The German media conglomerate Bertelsmann is in the final stages of negotiating with investment group KKR to take over BMG Rights Management, a source at Bertelsmann has confirmed to Billboard.biz. Reports  earlier today claimed Bertelsmann intended to buy out KKR's majority concern.
A Bertelsmann spokesperson declined to comment on the report.
This is some speculation as to whether Bertelsmann will by out all or part of KKR's 51% shareholdings, or if the company will look to bring in a minority-partner to share in the risk of BMG Rights Management’s future investments. A source claimed that Bertelsmann's CEO Thomas Rabe will announce the buyout of KKR at an earnings press conference in Berlin scheduled for March 26th.
In an interview with German newspaper Süddeutsche Zeitung , Bertelsmann board member Thomas Hesse -- who is responsible for corporate development and Bertelsmann AG’s new business -- made it clear that BMG Rights is looking to expand its portfolio and that the company's situation would change. "It is our ambition that the music-business will again become a significant business for Bertelsmann," he told the paper. "With KKR we have a very good partnership. Over the long term the constellation will change.
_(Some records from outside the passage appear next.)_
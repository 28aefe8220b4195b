//! SimEngine - deterministic fault injection for storage tests.
//!
//! > "If you're not testing with fault injection, you're not testing."
//!
//! A seeded in-memory engine whose operations fail with configurable
//! probability. Same seed, same fault sequence, so a failing run is
//! reproducible from its seed alone.

use std::collections::HashMap;
use std::sync::Mutex;

use rand::{Rng, SeedableRng};
use rand_chacha::ChaCha8Rng;

use super::SyncStorage;
use crate::error::{StorageError, StorageResult};

/// Failure probabilities for a [`SimEngine`].
#[derive(Debug, Clone, Copy)]
pub struct FaultConfig {
    /// Probability that a read fails, in `0.0..=1.0`.
    pub read_fail: f64,
    /// Probability that a mutation (set/remove/clear) fails, in `0.0..=1.0`.
    pub write_fail: f64,
}

impl FaultConfig {
    /// No faults: behaves like [`MemoryEngine`](super::MemoryEngine).
    #[must_use]
    pub fn none() -> Self {
        Self {
            read_fail: 0.0,
            write_fail: 0.0,
        }
    }

    /// Fail every operation: a deterministic failing backend double.
    #[must_use]
    pub fn always() -> Self {
        Self {
            read_fail: 1.0,
            write_fail: 1.0,
        }
    }
}

#[derive(Debug)]
struct SimState {
    entries: HashMap<String, String>,
    rng: ChaCha8Rng,
}

/// In-memory engine with seeded, reproducible fault injection.
#[derive(Debug)]
pub struct SimEngine {
    state: Mutex<SimState>,
    faults: FaultConfig,
}

impl SimEngine {
    /// Create the engine with the given seed and fault configuration.
    ///
    /// # Panics
    /// Panics if a fault probability is outside `0.0..=1.0`.
    #[must_use]
    pub fn new(seed: u64, faults: FaultConfig) -> Self {
        // Preconditions
        assert!(
            (0.0..=1.0).contains(&faults.read_fail),
            "read_fail {} outside 0.0..=1.0",
            faults.read_fail
        );
        assert!(
            (0.0..=1.0).contains(&faults.write_fail),
            "write_fail {} outside 0.0..=1.0",
            faults.write_fail
        );

        Self {
            state: Mutex::new(SimState {
                entries: HashMap::new(),
                rng: ChaCha8Rng::seed_from_u64(seed),
            }),
            faults,
        }
    }

    fn roll(&self, state: &mut SimState, probability: f64, operation: &str) -> StorageResult<()> {
        if state.rng.gen_bool(probability) {
            let err = StorageError::backend(format!("injected {operation} fault"));
            tracing::error!("{err}");
            return Err(err);
        }
        Ok(())
    }

    fn state(&self) -> StorageResult<std::sync::MutexGuard<'_, SimState>> {
        self.state.lock().map_err(|_| {
            let err = StorageError::backend("sim state lock poisoned");
            tracing::error!("{err}");
            err
        })
    }
}

impl SyncStorage for SimEngine {
    fn get_item(&self, key: &str) -> StorageResult<Option<String>> {
        let mut state = self.state()?;
        self.roll(&mut state, self.faults.read_fail, "read")?;
        Ok(state.entries.get(key).cloned())
    }

    fn set_item(&self, key: &str, value: &str) -> StorageResult<()> {
        let mut state = self.state()?;
        self.roll(&mut state, self.faults.write_fail, "write")?;
        state.entries.insert(key.to_string(), value.to_string());
        Ok(())
    }

    fn remove_item(&self, key: &str) -> StorageResult<()> {
        let mut state = self.state()?;
        self.roll(&mut state, self.faults.write_fail, "remove")?;
        state.entries.remove(key);
        Ok(())
    }

    fn clear(&self) -> StorageResult<()> {
        let mut state = self.state()?;
        self.roll(&mut state, self.faults.write_fail, "clear")?;
        state.entries.clear();
        Ok(())
    }
}
//! MemoryEngine - process-local synchronous storage.

use std::collections::HashMap;
use std::sync::{Mutex, MutexGuard};

use super::SyncStorage;
use crate::error::{StorageError, StorageResult};

/// In-memory engine backed by a process-local map.
///
/// Each instance owns its own map: two engines never observe each other's
/// writes. Nothing persists across process restarts.
#[derive(Debug, Default)]
pub struct MemoryEngine {
    entries: Mutex<HashMap<String, String>>,
}

impl MemoryEngine {
    /// Create an empty engine.
    #[must_use]
    pub fn new() -> Self {
        Self::default()
    }

    fn entries(&self) -> StorageResult<MutexGuard<'_, HashMap<String, String>>> {
        self.entries.lock().map_err(|_| {
            let err = StorageError::backend("memory map lock poisoned");
            tracing::error!("{err}");
            err
        })
    }
}

impl SyncStorage for MemoryEngine {
    fn get_item(&self, key: &str) -> StorageResult<Option<String>> {
        Ok(self.entries()?.get(key).cloned())
    }

    fn set_item(&self, key: &str, value: &str) -> StorageResult<()> {
        self.entries()?.insert(key.to_string(), value.to_string());
        Ok(())
    }

    fn remove_item(&self, key: &str) -> StorageResult<()> {
        self.entries()?.remove(key);
        Ok(())
    }

    fn clear(&self) -> StorageResult<()> {
        self.entries()?.clear();
        Ok(())
    }
}

#[cfg(test)]
mod tests {
    use super::*;

    #[test]
    fn test_basic_operations() {
        let engine = MemoryEngine::new();

        assert_eq!(engine.get_item("k").unwrap(), None);

        engine.set_item("k", "v").unwrap();
        assert_eq!(engine.get_item("k").unwrap(), Some("v".to_string()));

        engine.set_item("k", "v2").unwrap();
        assert_eq!(engine.get_item("k").unwrap(), Some("v2".to_string()));

        engine.remove_item("k").unwrap();
        assert_eq!(engine.get_item("k").unwrap(), None);
    }

    #[test]
    fn test_remove_absent_key_is_ok() {
        let engine = MemoryEngine::new();
        engine.remove_item("never-written").unwrap();
    }

    #[test]
    fn test_clear() {
        let engine = MemoryEngine::new();
        engine.set_item("a", "1").unwrap();
        engine.set_item("b", "2").unwrap();

        engine.clear().unwrap();

        assert_eq!(engine.get_item("a").unwrap(), None);
        assert_eq!(engine.get_item("b").unwrap(), None);
    }

    #[test]
    fn test_instances_are_isolated() {
        let first = MemoryEngine::new();
        let second = MemoryEngine::new();

        first.set_item("shared-key", "mine").unwrap();

        assert_eq!(second.get_item("shared-key").unwrap(), None);
    }
}
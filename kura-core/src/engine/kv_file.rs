//! Single-file JSON map shared by the session and local engines.
//!
//! The whole map is read per operation and atomically replaced per
//! mutation (write to a temp file in the same directory, then rename), so
//! a concurrent reader never observes a half-written store.

use std::collections::BTreeMap;
use std::io::Write;
use std::path::Path;

use crate::error::{StorageError, StorageResult};

fn backend_err(context: &str, cause: impl std::fmt::Display) -> StorageError {
    let err = StorageError::backend(format!("{context}: {cause}"));
    tracing::error!("{err}");
    err
}

/// Read the map at `path`. A missing file is an empty map.
fn load(path: &Path) -> StorageResult<BTreeMap<String, String>> {
    let text = match std::fs::read_to_string(path) {
        Ok(text) => text,
        Err(e) if e.kind() == std::io::ErrorKind::NotFound => return Ok(BTreeMap::new()),
        Err(e) => return Err(backend_err("failed to read store file", e)),
    };
    serde_json::from_str(&text).map_err(|e| backend_err("store file is corrupt", e))
}

/// Atomically replace the map at `path`.
fn store(path: &Path, entries: &BTreeMap<String, String>) -> StorageResult<()> {
    let dir = path
        .parent()
        .ok_or_else(|| backend_err("store path has no parent directory", path.display()))?;
    let text = serde_json::to_string(entries)
        .map_err(|e| backend_err("failed to encode store file", e))?;

    let mut tmp = tempfile::NamedTempFile::new_in(dir)
        .map_err(|e| backend_err("failed to create temp store file", e))?;
    tmp.write_all(text.as_bytes())
        .map_err(|e| backend_err("failed to write store file", e))?;
    tmp.persist(path)
        .map_err(|e| backend_err("failed to replace store file", e))?;
    Ok(())
}

pub(crate) fn get(path: &Path, key: &str) -> StorageResult<Option<String>> {
    Ok(load(path)?.get(key).cloned())
}

pub(crate) fn set(path: &Path, key: &str, value: &str) -> StorageResult<()> {
    let mut entries = load(path)?;
    entries.insert(key.to_string(), value.to_string());
    store(path, &entries)
}

pub(crate) fn remove(path: &Path, key: &str) -> StorageResult<()> {
    let mut entries = load(path)?;
    if entries.remove(key).is_some() {
        store(path, &entries)?;
    }
    Ok(())
}

pub(crate) fn clear(path: &Path) -> StorageResult<()> {
    store(path, &BTreeMap::new())
}
//! DatabaseEngine - asynchronous SQLite-backed storage.
//!
//! The only asynchronous engine. The database is opened lazily on first
//! use and the open is memoized in a shared cell, so every operation
//! issued before the open completes awaits the same in-flight open
//! instead of triggering another one. Each operation runs in its own
//! transaction and resolves only after that transaction commits, so a
//! resolved future means the effect is durable.

use std::path::{Path, PathBuf};
use std::sync::Arc;

use async_trait::async_trait;
use sqlx::sqlite::{SqliteConnectOptions, SqlitePool, SqlitePoolOptions};
use tokio::sync::OnceCell;

use super::AsyncStorage;
use crate::constants::{
    DATABASE_FILE_DEFAULT, DATABASE_POOL_CONNECTIONS_MAX, STORE_NAME_DEFAULT,
    STORE_VERSION_DEFAULT,
};
use crate::error::{StorageError, StorageResult};

fn backend_err(context: &str, cause: impl std::fmt::Display) -> StorageError {
    let err = StorageError::backend(format!("{context}: {cause}"));
    tracing::error!("{err}");
    err
}

fn init_err(context: &str, cause: impl std::fmt::Display) -> StorageError {
    let err = StorageError::init(format!("{context}: {cause}"));
    tracing::error!("{err}");
    err
}

/// Configuration for a [`DatabaseEngine`]. Absent fields take the
/// crate defaults.
#[derive(Debug, Clone, Default)]
pub struct DatabaseEngineConfig {
    /// Database file path. Defaults to
    /// [`DATABASE_FILE_DEFAULT`](crate::constants::DATABASE_FILE_DEFAULT).
    pub db_path: Option<PathBuf>,
    /// Record table name. Defaults to
    /// [`STORE_NAME_DEFAULT`](crate::constants::STORE_NAME_DEFAULT).
    pub store_name: Option<String>,
    /// Schema version stamped into `PRAGMA user_version` at open.
    /// Defaults to
    /// [`STORE_VERSION_DEFAULT`](crate::constants::STORE_VERSION_DEFAULT).
    pub version: Option<u32>,
}

/// Asynchronous engine over an embedded SQLite database.
///
/// Cloning is cheap and clones share the same memoized connection pool.
#[derive(Debug, Clone)]
pub struct DatabaseEngine {
    db_path: PathBuf,
    store_name: String,
    version: u32,
    pool: Arc<OnceCell<SqlitePool>>,
}

impl DatabaseEngine {
    /// Create the engine. The database itself is opened on first use.
    ///
    /// # Panics
    /// Panics if the configured store name is not a plain identifier
    /// (ASCII alphanumerics and underscores); the name is interpolated
    /// into SQL.
    #[must_use]
    pub fn new(config: DatabaseEngineConfig) -> Self {
        let store_name = config
            .store_name
            .unwrap_or_else(|| STORE_NAME_DEFAULT.to_string());

        // Precondition
        assert!(
            !store_name.is_empty()
                && store_name
                    .chars()
                    .all(|c| c.is_ascii_alphanumeric() || c == '_'),
            "store name must be a plain identifier, got {store_name:?}"
        );

        Self {
            db_path: config
                .db_path
                .unwrap_or_else(|| PathBuf::from(DATABASE_FILE_DEFAULT)),
            store_name,
            version: config.version.unwrap_or(STORE_VERSION_DEFAULT),
            pool: Arc::new(OnceCell::new()),
        }
    }

    /// Database file path.
    #[must_use]
    pub fn db_path(&self) -> &Path {
        &self.db_path
    }

    /// Record table name.
    #[must_use]
    pub fn store_name(&self) -> &str {
        &self.store_name
    }

    /// Schema version the engine opens at.
    #[must_use]
    pub fn version(&self) -> u32 {
        self.version
    }

    /// The memoized open. Concurrent callers await the same in-flight
    /// open; once it succeeds the pool is reused for the engine's
    /// lifetime. A failed open is reported to every waiter and may be
    /// retried by a later operation.
    async fn pool(&self) -> StorageResult<&SqlitePool> {
        self.pool.get_or_try_init(|| self.open()).await
    }

    /// Connect, create the record table if it is missing, and stamp the
    /// schema version.
    async fn open(&self) -> StorageResult<SqlitePool> {
        let options = SqliteConnectOptions::new()
            .filename(&self.db_path)
            .create_if_missing(true);

        let pool = SqlitePoolOptions::new()
            .max_connections(DATABASE_POOL_CONNECTIONS_MAX)
            .connect_with(options)
            .await
            .map_err(|e| {
                init_err(
                    &format!("failed to open database {}", self.db_path.display()),
                    e,
                )
            })?;

        let current: i64 = sqlx::query_scalar("PRAGMA user_version")
            .fetch_one(&pool)
            .await
            .map_err(|e| init_err("failed to read store version", e))?;

        sqlx::query(&format!(
            "CREATE TABLE IF NOT EXISTS {} (key TEXT PRIMARY KEY, value TEXT NOT NULL)",
            self.store_name
        ))
        .execute(&pool)
        .await
        .map_err(|e| init_err(&format!("failed to create store {}", self.store_name), e))?;

        if current < i64::from(self.version) {
            sqlx::query(&format!("PRAGMA user_version = {}", self.version))
                .execute(&pool)
                .await
                .map_err(|e| init_err("failed to stamp store version", e))?;
        }

        Ok(pool)
    }
}

#[async_trait]
impl AsyncStorage for DatabaseEngine {
    async fn get_item(&self, key: &str) -> StorageResult<Option<String>> {
        let pool = self.pool().await?;
        let mut tx = pool
            .begin()
            .await
            .map_err(|e| backend_err("failed to open read transaction", e))?;

        let value: Option<String> = sqlx::query_scalar(&format!(
            "SELECT value FROM {} WHERE key = ?1",
            self.store_name
        ))
        .bind(key)
        .fetch_optional(&mut *tx)
        .await
        .map_err(|e| backend_err(&format!("failed to read {key:?}"), e))?;

        tx.commit()
            .await
            .map_err(|e| backend_err("failed to commit read transaction", e))?;

        Ok(value)
    }

    async fn set_item(&self, key: &str, value: &str) -> StorageResult<()> {
        let pool = self.pool().await?;
        let mut tx = pool
            .begin()
            .await
            .map_err(|e| backend_err("failed to open write transaction", e))?;

        sqlx::query(&format!(
            "INSERT INTO {} (key, value) VALUES (?1, ?2) \
             ON CONFLICT(key) DO UPDATE SET value = excluded.value",
            self.store_name
        ))
        .bind(key)
        .bind(value)
        .execute(&mut *tx)
        .await
        .map_err(|e| backend_err(&format!("failed to write {key:?}"), e))?;

        // Resolve only after the commit: a resolved future means durable.
        tx.commit()
            .await
            .map_err(|e| backend_err("failed to commit write transaction", e))?;

        Ok(())
    }

    async fn remove_item(&self, key: &str) -> StorageResult<()> {
        let pool = self.pool().await?;
        let mut tx = pool
            .begin()
            .await
            .map_err(|e| backend_err("failed to open write transaction", e))?;

        sqlx::query(&format!("DELETE FROM {} WHERE key = ?1", self.store_name))
            .bind(key)
            .execute(&mut *tx)
            .await
            .map_err(|e| backend_err(&format!("failed to remove {key:?}"), e))?;

        tx.commit()
            .await
            .map_err(|e| backend_err("failed to commit write transaction", e))?;

        Ok(())
    }

    async fn clear(&self) -> StorageResult<()> {
        let pool = self.pool().await?;
        let mut tx = pool
            .begin()
            .await
            .map_err(|e| backend_err("failed to open write transaction", e))?;

        sqlx::query(&format!("DELETE FROM {}", self.store_name))
            .execute(&mut *tx)
            .await
            .map_err(|e| backend_err("failed to clear store", e))?;

        tx.commit()
            .await
            .map_err(|e| backend_err("failed to commit write transaction", e))?;

        Ok(())
    }
}

#[cfg(test)]
mod tests {
    use super::*;

    fn scratch_engine(dir: &Path) -> DatabaseEngine {
        DatabaseEngine::new(DatabaseEngineConfig {
            db_path: Some(dir.join("test.db")),
            ..DatabaseEngineConfig::default()
        })
    }

    #[tokio::test]
    async fn test_crud() {
        let dir = tempfile::tempdir().unwrap();
        let engine = scratch_engine(dir.path());

        assert_eq!(engine.get_item("k").await.unwrap(), None);

        engine.set_item("k", "v").await.unwrap();
        assert_eq!(engine.get_item("k").await.unwrap(), Some("v".to_string()));

        engine.set_item("k", "v2").await.unwrap();
        assert_eq!(engine.get_item("k").await.unwrap(), Some("v2".to_string()));

        engine.remove_item("k").await.unwrap();
        assert_eq!(engine.get_item("k").await.unwrap(), None);
    }

    #[tokio::test]
    async fn test_remove_absent_key_is_ok() {
        let dir = tempfile::tempdir().unwrap();
        let engine = scratch_engine(dir.path());

        engine.remove_item("never-written").await.unwrap();
    }

    #[tokio::test]
    async fn test_clear() {
        let dir = tempfile::tempdir().unwrap();
        let engine = scratch_engine(dir.path());

        engine.set_item("a", "1").await.unwrap();
        engine.set_item("b", "2").await.unwrap();
        engine.clear().await.unwrap();

        assert_eq!(engine.get_item("a").await.unwrap(), None);
        assert_eq!(engine.get_item("b").await.unwrap(), None);
    }

    #[tokio::test]
    async fn test_data_survives_reopen() {
        let dir = tempfile::tempdir().unwrap();

        {
            let engine = scratch_engine(dir.path());
            engine.set_item("k", "v").await.unwrap();
        }

        let reopened = scratch_engine(dir.path());
        assert_eq!(reopened.get_item("k").await.unwrap(), Some("v".to_string()));
    }

    #[tokio::test]
    async fn test_version_is_stamped_at_open() {
        let dir = tempfile::tempdir().unwrap();
        let engine = DatabaseEngine::new(DatabaseEngineConfig {
            db_path: Some(dir.path().join("test.db")),
            version: Some(3),
            ..DatabaseEngineConfig::default()
        });

        engine.set_item("k", "v").await.unwrap();

        let pool = engine.pool().await.unwrap();
        let version: i64 = sqlx::query_scalar("PRAGMA user_version")
            .fetch_one(pool)
            .await
            .unwrap();
        assert_eq!(version, 3);
    }

    #[tokio::test]
    async fn test_custom_store_name() {
        let dir = tempfile::tempdir().unwrap();
        let engine = DatabaseEngine::new(DatabaseEngineConfig {
            db_path: Some(dir.path().join("test.db")),
            store_name: Some("custom_records".to_string()),
            ..DatabaseEngineConfig::default()
        });

        engine.set_item("k", "v").await.unwrap();
        assert_eq!(engine.get_item("k").await.unwrap(), Some("v".to_string()));
    }

    #[tokio::test]
    async fn test_clones_share_one_open() {
        let dir = tempfile::tempdir().unwrap();
        let engine = scratch_engine(dir.path());
        let clone = engine.clone();

        engine.set_item("k", "v").await.unwrap();

        // The clone reads through the same memoized pool.
        assert_eq!(clone.get_item("k").await.unwrap(), Some("v".to_string()));
        assert!(std::ptr::eq(
            engine.pool().await.unwrap(),
            clone.pool().await.unwrap()
        ));
    }

    #[tokio::test]
    async fn test_concurrent_first_operations_share_the_open() {
        let dir = tempfile::tempdir().unwrap();
        let engine = scratch_engine(dir.path());

        // Issue operations immediately, before any explicit open.
        let (a, b, c) = tokio::join!(
            engine.set_item("a", "1"),
            engine.set_item("b", "2"),
            engine.set_item("c", "3"),
        );
        a.unwrap();
        b.unwrap();
        c.unwrap();

        assert_eq!(engine.get_item("a").await.unwrap(), Some("1".to_string()));
        assert_eq!(engine.get_item("b").await.unwrap(), Some("2".to_string()));
        assert_eq!(engine.get_item("c").await.unwrap(), Some("3".to_string()));
    }

    #[test]
    #[should_panic(expected = "plain identifier")]
    fn test_hostile_store_name_panics() {
        let _ = DatabaseEngine::new(DatabaseEngineConfig {
            store_name: Some("records; DROP TABLE users".to_string()),
            ..DatabaseEngineConfig::default()
        });
    }
}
We will find a good solution."
KKR and Bertelsmann founded BMG Rights Management in 2008 and within a few years became the world’s fourth largest music- publishing business. Today the company's revenue is about over 200 million euro and has 300 employees, half of them at BMG Rights in Berlin. The company represents the rights of more than a million songs and recordings on Crosstown, Cherry Lane, Stage Three, Evergreen, Chrysalis and Bug.
Though the company was unsuccessful in its bid for EMI and Parlophone, it more recently picked up Sanctuary  as part of UMG’s divestments.
Hesse told Billboard last year that he expected above-average growth in the digital music business in the years to come. “Different to the record-market the music-rights-business also in the digital era profits from the fact that worldwide music has never been listened to so much music as today. In the future Bertelsmann will continue to develop this most attractive business organically and with well chosen acquisitions."